Plusieurs cégeps offrant la formation en techniques policières, notamment à Montréal, ont par ailleurs déjà pris de l’avant et entamé une réflexion sur ce sujet. C’est une question qui nous préoccupe, affirme Sophie Beauregard, conseillère en communication au Collège Ahuntsic, où un groupe de travail a été mis en place en hiver dernier pour réfléchir aux différentes manières d'attirer plus de candidats issus de communautés culturelles diverses.

Des policiers munis de casques et de boucliers devant des manifestants.

Face-à-face entre un manifestant et la police lors d'une manifestation contre le racisme.

Photo : Radio-Canada / Ivanoh Demers

Selon les derniers chiffres officiels, les étudiants issus des minorités visibles ou des communautés autochtones représentent 8,1 % des candidats inscrits à l’ENPQ en 2018-2019.

Le programme de techniques policières a été revu plusieurs fois au cours des 20 dernières années, comme le rappellent les cégeps. La dernière refonte remonte à 2017 avec l’ajout de 60 heures de formation axées sur la compétence en santé mentale et en toxicomanie.
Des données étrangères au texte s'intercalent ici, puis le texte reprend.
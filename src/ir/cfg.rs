//! Control-flow graph construction (spec §4.E: `cfg()` "builds
//! predecessor/successor graph by walking terminators").

use super::block::BlockId;
use super::function::Function;
use std::collections::HashMap;

#[derive(Debug, Default)]
pub struct Cfg {
    successors: HashMap<BlockId, Vec<BlockId>>,
    predecessors: HashMap<BlockId, Vec<BlockId>>,
}

impl Cfg {
    /// Walks every block's terminator to build the predecessor/successor
    /// maps. A block with no terminator yet (still under construction) is
    /// treated as having no successors.
    pub fn build(function: &Function) -> Self {
        let mut successors: HashMap<BlockId, Vec<BlockId>> = HashMap::new();
        let mut predecessors: HashMap<BlockId, Vec<BlockId>> = HashMap::new();

        for block_id in function.blocks() {
            predecessors.entry(block_id).or_default();
            let targets = function
                .block(block_id)
                .terminator()
                .map(|instr| instr.successors())
                .unwrap_or_default();
            for target in &targets {
                predecessors.entry(*target).or_default().push(block_id);
            }
            successors.insert(block_id, targets);
        }

        Cfg {
            successors,
            predecessors,
        }
    }

    pub fn successors(&self, block: BlockId) -> &[BlockId] {
        self.successors.get(&block).map(Vec::as_slice).unwrap_or(&[])
    }

    pub fn predecessors(&self, block: BlockId) -> &[BlockId] {
        self.predecessors.get(&block).map(Vec::as_slice).unwrap_or(&[])
    }

    pub fn blocks(&self) -> impl Iterator<Item = BlockId> + '_ {
        self.successors.keys().copied()
    }
}

#[cfg(test)]
mod tests {
    use super::*;
    use crate::ir::function::{FunctionOrigin, Linkage, LoweredType};
    use crate::ir::instruction::{Instruction, Operand};
    use crate::ir::Module;
    use crate::source::SourceRange;

    fn dummy_range() -> SourceRange {
        let mut sm = crate::source::SourceManager::new();
        let file = sm.load_synthesized("<test>", "");
        sm.eof_range(file)
    }

    #[test]
    fn straight_line_function_has_no_predecessors_on_entry() {
        let mut module = Module::new();
        let id = module.declare_function(
            "f".into(),
            dummy_range(),
            Linkage::Internal,
            Vec::new(),
            LoweredType::Concrete("Unit".into()),
            Vec::new(),
            FunctionOrigin::LoweredDecl,
        );
        let function = module.function_mut(id);
        let entry = function.append_block(Vec::new());
        function.block_mut(entry).push(Instruction::Return {
            value: Operand::Constant(crate::ir::instruction::Const::Unit),
            range: dummy_range(),
        });

        let cfg = Cfg::build(function);
        assert!(cfg.predecessors(entry).is_empty());
        assert!(cfg.successors(entry).is_empty());
    }

    #[test]
    fn branch_records_predecessor() {
        let mut module = Module::new();
        let id = module.declare_function(
            "f".into(),
            dummy_range(),
            Linkage::Internal,
            Vec::new(),
            LoweredType::Concrete("Unit".into()),
            Vec::new(),
            FunctionOrigin::LoweredDecl,
        );
        let function = module.function_mut(id);
        let entry = function.append_block(Vec::new());
        let target = function.append_block(Vec::new());
        function.block_mut(entry).push(Instruction::Branch {
            target,
            args: Vec::new(),
            range: dummy_range(),
        });
        function.block_mut(target).push(Instruction::Return {
            value: Operand::Constant(crate::ir::instruction::Const::Unit),
            range: dummy_range(),
        });

        let cfg = Cfg::build(function);
        assert_eq!(cfg.successors(entry), &[target]);
        assert_eq!(cfg.predecessors(target), &[entry]);
    }
}
//! Declaration parsing (spec §4.D "Declarations", "Operator functions",
//! "Function parameter", "Type decl", "Generic clause").

use super::{expr, pattern, sign, stmt, take_name, take_oper, parse_list, ParseError, PResult, State};
use crate::ast::decl::{GenericClause, OperatorKind, Param, RequirementKind, TypeRequirement};
use crate::ast::{Ast, Decl, DeclId, DeclSpaceId, Modifiers, Pattern, Ranged, TypeSlot};
use crate::diagnostic::{Diagnostic, DiagnosticSink};
use crate::lex::TokenKind;
use crate::source::SourceRange;

/// One declaration (spec §4.D "Declarations"): modifiers, then dispatch on
/// the keyword that follows.
pub fn parse_decl(
    state: &mut State,
    ast: &mut Ast,
    sink: &mut dyn DiagnosticSink,
    space: DeclSpaceId,
) -> PResult<DeclId> {
    let start = state.error_range();
    let modifiers = parse_modifiers(state, sink);

    match state.peek_kind() {
        Some(TokenKind::Val) | Some(TokenKind::Var) => {
            parse_pattern_binding(state, ast, sink, space, modifiers, start)
        }
        Some(TokenKind::Fun) => parse_function(state, ast, sink, space, modifiers, start),
        Some(TokenKind::New) => parse_constructor(state, ast, sink, space, modifiers, start),
        Some(TokenKind::Del) => parse_destructor(state, ast, sink, space, start),
        Some(TokenKind::Type) => parse_type_decl(state, ast, sink, space, modifiers, start, false),
        Some(TokenKind::View) => parse_type_decl(state, ast, sink, space, modifiers, start, true),
        Some(TokenKind::Extn) => parse_extension(state, ast, sink, space, start),
        _ => Err(ParseError::new("expected a declaration", start)),
    }
}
La nécessité de développer l'esprit critique

Cependant, pour Mariam Hassaoui, professeure de sociologie à l’Université TELUQ et co-autrice du rapport sur le profilage racial au sein du SPVM, la formation reste insuffisante pour répondre aux problématiques actuelles.

Mme Hassaoui, qui a elle-même enseigné les techniques policières dans deux cégeps différents au début des années 2000, affirme que peu de cours ont été ajoutés pour sensibiliser les futurs policiers aux réalités des minorités visibles et des communautés vulnérables.

« Sur les 2385 heures de cours qui sont offertes, seulement 45 heures sont consacrées aux relations avec les communautés culturelles. C’est très insuffisant […] surtout que, dans la pratique, le travail policier est basé sur l’interaction sociale. »

— Une citation de  Mariam Hassaoui, professeure de sociologie à l’Université TELUQ

Mme Hassaoui dénote aussi que dans la liste des 36 compétences fournie par la Fédération des cégeps à la fin de son avis, il n'y en a qu'une seule qui concerne directement l'interaction avec les communautés culturelles et ethniques.

Selon la sociologue, il est fondamental que les [apprentis] policiers suivent des cours sur le racisme et la discrimination systémiques. D'ailleurs, affirme-t-elle, 15 à 20 % des étudiants inscrits à son cours de sociologie à l’Université TELUQ sont des policiers. Les policiers eux-mêmes disent avoir besoin de ce type de formation-là, ajoute-t-elle.

Les cégeps ont un rôle décisif à jouer pour préparer [les futurs policiers] à avoir un certain esprit critique, affirme encore Mme Hassaoui. La sous-culture policière, comme dans n’importe quelle autre organisation, n’apparaît pas comme par magie. Ça reflète une culture générale.